# [WHAT THIS TASK INVOLVES]
Look through the lines below, find those with the word "ContactUpdate", and copy them.

# [SUPPLIED DATA]
//! Property-Based Test Generators
//!
//! Proptest strategies for random test data that holds the domain's
//! invariants, plus fake-data helpers for realistic names and emails.

use chrono::NaiveDate;
use core_kernel::Money;
use fake::faker::internet::raw::SafeEmail;
use fake::faker::name::raw::Name;
use fake::locales::{EN, PT_BR};
use fake::Fake;
use proptest::prelude::*;
use rust_decimal::Decimal;

/// Appends the two módulo-11 check digits to a nine-digit base.
pub fn with_check_digits(base: &[u8]) -> String {
    fn check_digit(prefix: &[u8]) -> u8 {
        let len = prefix.len() as u32;
        let sum: u32 = prefix
            .iter()
            .enumerate()
            .map(|(i, &d)| d as u32 * (len + 1 - i as u32))
            .sum();
        (sum * 10 % 11 % 10) as u8
    }

    let mut digits = base.to_vec();
    digits.push(check_digit(&digits));
    digits.push(check_digit(&digits));
    digits.iter().map(|d| (d + b'0') as char).collect()
}

/// Strategy for valid CPF digit strings
pub fn cpf_strategy() -> impl Strategy<Value = String> {
    proptest::collection::vec(0u8..10u8, 9).prop_filter_map(
        "repeated-digit bases are not assignable",
        |base| {
            let first = base[0];
            if base.iter().all(|&d| d == first) {
                return None;
            }
            Some(with_check_digits(&base))
        },
    )
}

/// Strategy for capitals within the accepted cap
pub fn capital_strategy() -> impl Strategy<Value = Money> {
    (1i64..=10_000_000i64).prop_map(|value| Money::brl(Decimal::from(value)))
}

/// Strategy for MIP/DFI capital pairs that pass the ordering rule
pub fn capital_pair_strategy() -> impl Strategy<Value = (Money, Money)> {
    (1i64..=10_000_000i64, 0i64..=1_000_000i64).prop_filter_map(
        "DFI capital stays within the cap",
        |(mip, margin)| {
            let dfi = mip.checked_add(margin)?;
            if dfi > 10_000_000 {
                return None;
            }
            Some((
                Money::brl(Decimal::from(mip)),
                Money::brl(Decimal::from(dfi)),
            ))
        },
    )
}

/// Strategy for adult birth dates
pub fn birth_date_strategy() -> impl Strategy<Value = NaiveDate> {
    (1940i32..=2005i32, 1u32..=12u32, 1u32..=28u32)
        .prop_map(|(y, m, d)| NaiveDate::from_ymd_opt(y, m, d).unwrap())
}

/// Strategy for contract deadlines in months
pub fn deadline_strategy() -> impl Strategy<Value = u32> {
    12u32..=420u32
}

/// A random Brazilian person name
pub fn person_name() -> String {
    Name(PT_BR).fake()
}

/// A random e-mail address
pub fn email() -> String {
    SafeEmail(EN).fake()
}
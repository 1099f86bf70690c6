//! Per-participant contact edits
//!
//! Contact data is the one thing still editable after the operation locks.
//! Each row saves independently and never refetches the whole operation.

use domain_proposal::validation::{
    ProposalValidator, ValidationResult, MSG_INVALID_EMAIL, MSG_REQUIRED,
};
use serde::{Deserialize, Serialize};
use validator::ValidateEmail;

/// Contact fields of one participant, as edited inline on the operation page.
///
/// Rides to the upstream unchanged, so the field names follow its contract.
#[derive(Debug, Clone, Serialize, Deserialize)]
#[serde(rename_all = "camelCase")]
pub struct ContactUpdate {
    #[serde(default, skip_serializing_if = "Option::is_none")]
    pub social_name: Option<String>,
    pub profession: String,
    pub email: String,
    pub phone: String,
    #[serde(default, skip_serializing_if = "Option::is_none")]
    pub gender: Option<String>,
}

impl ContactUpdate {
    pub fn validate(&self) -> ValidationResult {
        let mut result = ValidationResult::ok();

        if self.profession.trim().is_empty() {
            result.add_error("profession", MSG_REQUIRED);
        }

        if self.email.trim().is_empty() {
            result.add_error("email", MSG_REQUIRED);
        } else if !self.email.validate_email() {
            result.add_error("email", MSG_INVALID_EMAIL);
        }

        result.merge(ProposalValidator::validate_phone(&self.phone));

        result
    }
}
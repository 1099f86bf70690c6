//! DPS fill-out flow
//!
//! The step a proponent sees is derived from the proposal's current status
//! every time it is loaded; nothing tracks the step independently. Health
//! submission persists the answers, then requests the signature. The
//! signature outcome is advisory: the flow lands on `finished` either way.

use chrono::Utc;
use core_kernel::ProposalId;
use serde::Serialize;

use crate::error::ProposalError;
use crate::health::{HealthFormSubmission, PrefilledHealthForm};
use crate::ports::ProposalDirectory;
use crate::status::ProposalStatus;

/// Current step of the fill-out flow.
#[derive(Debug, Clone, Copy, PartialEq, Eq, Serialize)]
#[serde(rename_all = "lowercase")]
pub enum FilloutStep {
    Health,
    Attachments,
    Finished,
}

impl FilloutStep {
    /// Derives the step from the proposal's status.
    pub fn for_status(status: ProposalStatus) -> Self {
        match status {
            ProposalStatus::AwaitingFillout => Self::Health,
            ProposalStatus::AwaitingComplement => Self::Attachments,
            _ => Self::Finished,
        }
    }
}

/// Where the finished step sends the user.
pub fn detail_link(proposal_id: ProposalId) -> String {
    format!("/dps/details/{}", proposal_id.as_uuid())
}

/// Advisory result of the signature request issued after the health answers
/// are stored.
#[derive(Debug, Clone, Serialize, PartialEq)]
#[serde(rename_all = "camelCase")]
pub struct SignOutcome {
    pub signed: bool,
    #[serde(skip_serializing_if = "Option::is_none")]
    pub message: Option<String>,
}

/// What the fill-out screen receives when it loads a proposal.
#[derive(Debug, Clone, Serialize)]
#[serde(rename_all = "camelCase")]
pub struct FilloutView {
    pub step: FilloutStep,
    #[serde(skip_serializing_if = "Option::is_none")]
    pub health: Option<PrefilledHealthForm>,
    #[serde(skip_serializing_if = "Option::is_none")]
    pub detail_link: Option<String>,
}

/// Result of submitting the health form.
#[derive(Debug, Clone, Serialize)]
#[serde(rename_all = "camelCase")]
pub struct HealthSubmissionOutcome {
    pub step: FilloutStep,
    pub detail_link: String,
    pub sign: SignOutcome,
}

/// Orchestrates the fill-out flow against the proposal directory.
pub struct FilloutService;

impl FilloutService {
    /// Loads the fill-out view for a proposal: derives the step and, on the
    /// health step, prefills the questionnaire from stored answers.
    pub async fn load(
        port: &dyn ProposalDirectory,
        token: &str,
        proposal_id: ProposalId,
    ) -> Result<FilloutView, ProposalError> {
        let proposal = port.get(token, proposal_id).await?;
        let step = FilloutStep::for_status(proposal.status_code());

        let view = match step {
            FilloutStep::Health => {
                let answers = port.health_answers(token, proposal_id).await?;
                FilloutView {
                    step,
                    health: Some(PrefilledHealthForm::from_answers(&answers)),
                    detail_link: None,
                }
            }
            FilloutStep::Attachments => FilloutView {
                step,
                health: None,
                detail_link: None,
            },
            FilloutStep::Finished => FilloutView {
                step,
                health: None,
                detail_link: Some(detail_link(proposal_id)),
            },
        };
        Ok(view)
    }

    /// Persists the health answers, requests the signature and advances to
    /// `finished`.
    ///
    /// A signature failure does not block the flow; it is reported in the
    /// outcome. An expired session does abort, like every other operation.
    pub async fn submit_health(
        port: &dyn ProposalDirectory,
        token: &str,
        proposal_id: ProposalId,
        submission: HealthFormSubmission,
    ) -> Result<HealthSubmissionOutcome, ProposalError> {
        let validation = submission.validate();
        if !validation.is_valid {
            return Err(ProposalError::Validation(validation));
        }

        let answers = submission.into_wire(Utc::now());
        port.submit_health_answers(token, proposal_id, &answers)
            .await?;

        let sign = match port.sign(token, proposal_id).await {
            Ok(()) => SignOutcome {
                signed: true,
                message: None,
            },
            Err(err) if err.is_unauthorized() => return Err(err.into()),
            Err(err) => {
                tracing::warn!(proposal = %proposal_id, error = %err, "signature request failed");
                SignOutcome {
                    signed: false,
                    message: Some(err.to_string()),
                }
            }
        };

        Ok(HealthSubmissionOutcome {
            step: FilloutStep::Finished,
            detail_link: detail_link(proposal_id),
            sign,
        })
    }
}
//! Test Utilities Crate
//!
//! Provides shared test infrastructure, fixtures, and helpers for the
//! proposal desk test suite.
//!
//! # Modules
//!
//! - `fixtures`: Pre-built test data for common entities
//! - `builders`: Builder patterns for test data construction
//! - `assertions`: Custom assertion helpers for domain types
//! - `generators`: Property-based test data generators

pub mod assertions;
pub mod builders;
pub mod fixtures;
pub mod generators;

pub use assertions::*;
pub use builders::*;
pub use fixtures::*;
pub use generators::*;
//! Client-side validation for proposal input
//!
//! Every rule here runs before any upstream call; failures surface as
//! field-level messages with the pt-BR texts the desk displays.

use chrono::NaiveDate;
use core_kernel::{Cpf, Money};
use rust_decimal_macros::dec;
use serde::Serialize;
use uuid::Uuid;
use validator::ValidateEmail;

/// Message texts shared across forms.
pub const MSG_REQUIRED: &str = "Campo obrigatório.";
pub const MSG_INVALID_CPF: &str = "Por favor forneça um CPF válido";
pub const MSG_CAPITAL_CAP: &str = "Capital máximo R$ 10.000.000,00";
pub const MSG_DFI_BELOW_MIP: &str = "Capital DFI deve ser maior ou igual ao capital MIP.";
pub const MSG_INVALID_EMAIL: &str = "E-mail inválido.";
pub const MSG_INVALID_PHONE: &str = "Telefone inválido.";
pub const MSG_INVALID_BIRTH_DATE: &str = "Data de nascimento inválida.";

/// Upper bound for both MIP and DFI capital.
pub fn capital_cap() -> Money {
    Money::brl(dec!(10_000_000))
}

/// Result of validating a form-shaped input.
///
/// `errors` block submission; `warnings` are surfaced but do not.
#[derive(Debug, Clone, Serialize)]
pub struct ValidationResult {
    pub is_valid: bool,
    pub errors: Vec<FieldError>,
    pub warnings: Vec<String>,
}

/// A single rejected field with its display message.
#[derive(Debug, Clone, Serialize, PartialEq, Eq)]
pub struct FieldError {
    pub field: String,
    pub message: String,
}

impl ValidationResult {
    pub fn ok() -> Self {
        Self {
            is_valid: true,
            errors: Vec::new(),
            warnings: Vec::new(),
        }
    }

    pub fn fail(field: &str, message: impl Into<String>) -> Self {
        let mut result = Self::ok();
        result.add_error(field, message);
        result
    }

    pub fn add_error(&mut self, field: &str, message: impl Into<String>) {
        self.is_valid = false;
        self.errors.push(FieldError {
            field: field.to_string(),
            message: message.into(),
        });
    }

    pub fn add_warning(&mut self, message: impl Into<String>) {
        self.warnings.push(message.into());
    }

    pub fn merge(&mut self, other: ValidationResult) {
        self.is_valid = self.is_valid && other.is_valid;
        self.errors.extend(other.errors);
        self.warnings.extend(other.warnings);
    }

    /// Rewrites every error's field name; used when a shared check reports
    /// under a caller-specific field.
    pub fn relabel(mut self, field: &str) -> Self {
        for error in &mut self.errors {
            error.field = field.to_string();
        }
        self
    }

    /// Message for the given field, when it was rejected.
    pub fn error_for(&self, field: &str) -> Option<&str> {
        self.errors
            .iter()
            .find(|e| e.field == field)
            .map(|e| e.message.as_str())
    }
}

/// Proposal creation input, after mask stripping, before any wire call.
#[derive(Debug, Clone)]
pub struct ProposalDraft {
    pub document: String,
    pub name: String,
    pub social_name: Option<String>,
    pub email: String,
    pub birth_date: Option<NaiveDate>,
    pub product_uid: Option<Uuid>,
    pub lmi_range_id: Option<i32>,
    pub capital_mip: Option<Money>,
    pub capital_dfi: Option<Money>,
}

/// Validates proposal input against the desk's local rules.
pub struct ProposalValidator;

impl ProposalValidator {
    /// Validates a full creation draft. No upstream call happens when this
    /// returns errors.
    pub fn validate_draft(draft: &ProposalDraft) -> ValidationResult {
        let mut result = ValidationResult::ok();

        if draft.document.trim().is_empty() {
            result.add_error("document", MSG_REQUIRED);
        } else if Cpf::parse(&draft.document).is_err() {
            result.add_error("document", MSG_INVALID_CPF);
        }

        if draft.name.trim().is_empty() {
            result.add_error("name", MSG_REQUIRED);
        }

        if draft.email.trim().is_empty() {
            result.add_error("email", MSG_REQUIRED);
        } else if !draft.email.validate_email() {
            result.add_error("email", MSG_INVALID_EMAIL);
        }

        match draft.birth_date {
            None => result.add_error("birthDate", MSG_REQUIRED),
            Some(birth) => {
                if birth > chrono::Utc::now().date_naive() {
                    result.add_error("birthDate", MSG_INVALID_BIRTH_DATE);
                }
            }
        }

        if draft.product_uid.is_none() {
            result.add_error("productId", MSG_REQUIRED);
        }
        if draft.lmi_range_id.is_none() {
            result.add_error("lmiRangeId", MSG_REQUIRED);
        }

        match (draft.capital_mip, draft.capital_dfi) {
            (None, _) => result.add_error("capitalMip", MSG_REQUIRED),
            (_, None) => result.add_error("capitalDfi", MSG_REQUIRED),
            (Some(mip), Some(dfi)) => result.merge(Self::validate_capitals(mip, dfi)),
        }

        result
    }

    /// Capital cap and DFI >= MIP, shared by fill-out and operation edit.
    pub fn validate_capitals(mip: Money, dfi: Money) -> ValidationResult {
        let mut result = ValidationResult::ok();
        let cap = capital_cap();

        if !mip.is_positive() {
            result.add_error("capitalMip", MSG_REQUIRED);
        } else if mip.amount() > cap.amount() {
            result.add_error("capitalMip", MSG_CAPITAL_CAP);
        }

        if !dfi.is_positive() {
            result.add_error("capitalDfi", MSG_REQUIRED);
        } else if dfi.amount() > cap.amount() {
            result.add_error("capitalDfi", MSG_CAPITAL_CAP);
        } else if dfi.amount() < mip.amount() {
            result.add_error("capitalDfi", MSG_DFI_BELOW_MIP);
        }

        result
    }

    /// Search-by-document filter. An empty document means "no filter" and
    /// is accepted as-is.
    pub fn validate_search_document(document: &str) -> ValidationResult {
        let digits: String = document.chars().filter(char::is_ascii_digit).collect();
        if digits.is_empty() {
            return ValidationResult::ok();
        }
        if Cpf::parse(&digits).is_err() {
            return ValidationResult::fail("cpf", MSG_INVALID_CPF);
        }
        ValidationResult::ok()
    }

    /// Contact phone: 10 or 11 digits after mask stripping.
    pub fn validate_phone(phone: &str) -> ValidationResult {
        let digits: String = phone.chars().filter(char::is_ascii_digit).collect();
        if digits.is_empty() {
            return ValidationResult::fail("phone", MSG_REQUIRED);
        }
        if !(10..=11).contains(&digits.len()) {
            return ValidationResult::fail("phone", MSG_INVALID_PHONE);
        }
        ValidationResult::ok()
    }
}
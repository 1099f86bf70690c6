//! Shared-field edit lock
//!
//! Contract-level fields may only change while the whole operation is still
//! being filled out. One signed DPS freezes the financing terms for every
//! participant, so the lock is all-or-nothing.

use domain_proposal::interaction::history_contains;
use domain_proposal::proposal::Proposal;
use domain_proposal::status::ProposalStatus;
use serde::Serialize;

/// Toast shown when a save is attempted against a locked operation.
pub const MSG_LOCK_SIGNED: &str =
    "Não é possível editar a operação: existe participante com DPS assinada.";
pub const MSG_LOCK_NOT_FILLOUT: &str =
    "Não é possível editar a operação: existe participante fora do preenchimento.";

/// Banner shown on the edit page while the fields are disabled.
pub const BANNER_SIGNED: &str =
    "Existe participante com DPS assinada (status 21). Edição bloqueada.";
pub const BANNER_NOT_FILLOUT: &str =
    "Existe participante fora do preenchimento. Edição bloqueada.";

/// Verdict on whether the operation's shared fields may be edited.
#[derive(Debug, Clone, Copy, PartialEq, Eq, Serialize)]
#[serde(rename_all = "camelCase")]
pub struct EditLock {
    pub editable: bool,
    /// Short refusal text, set only when locked.
    #[serde(skip_serializing_if = "Option::is_none")]
    pub reason: Option<&'static str>,
    /// Edit-page banner text, set only when locked.
    #[serde(skip_serializing_if = "Option::is_none")]
    pub banner: Option<&'static str>,
}

impl EditLock {
    pub fn editable() -> Self {
        Self {
            editable: true,
            reason: None,
            banner: None,
        }
    }

    fn locked(reason: &'static str, banner: &'static str) -> Self {
        Self {
            editable: false,
            reason: Some(reason),
            banner: Some(banner),
        }
    }

    /// Editable iff every participant is still at fill-out (10) and none has
    /// ever reached the signed state (21). A signature anywhere in the
    /// history counts even if the status has since moved on.
    pub fn for_participants(participants: &[Proposal]) -> Self {
        let signed = participants.iter().any(|p| {
            p.status_code() == ProposalStatus::Signed
                || history_contains(&p.history, ProposalStatus::Signed)
        });
        if signed {
            return Self::locked(MSG_LOCK_SIGNED, BANNER_SIGNED);
        }

        let all_in_fillout = participants
            .iter()
            .all(|p| p.status_code() == ProposalStatus::AwaitingFillout);
        if !all_in_fillout {
            return Self::locked(MSG_LOCK_NOT_FILLOUT, BANNER_NOT_FILLOUT);
        }

        Self::editable()
    }
}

# [EXPECTED OUTPUT]
pub struct ContactUpdate {
impl ContactUpdate {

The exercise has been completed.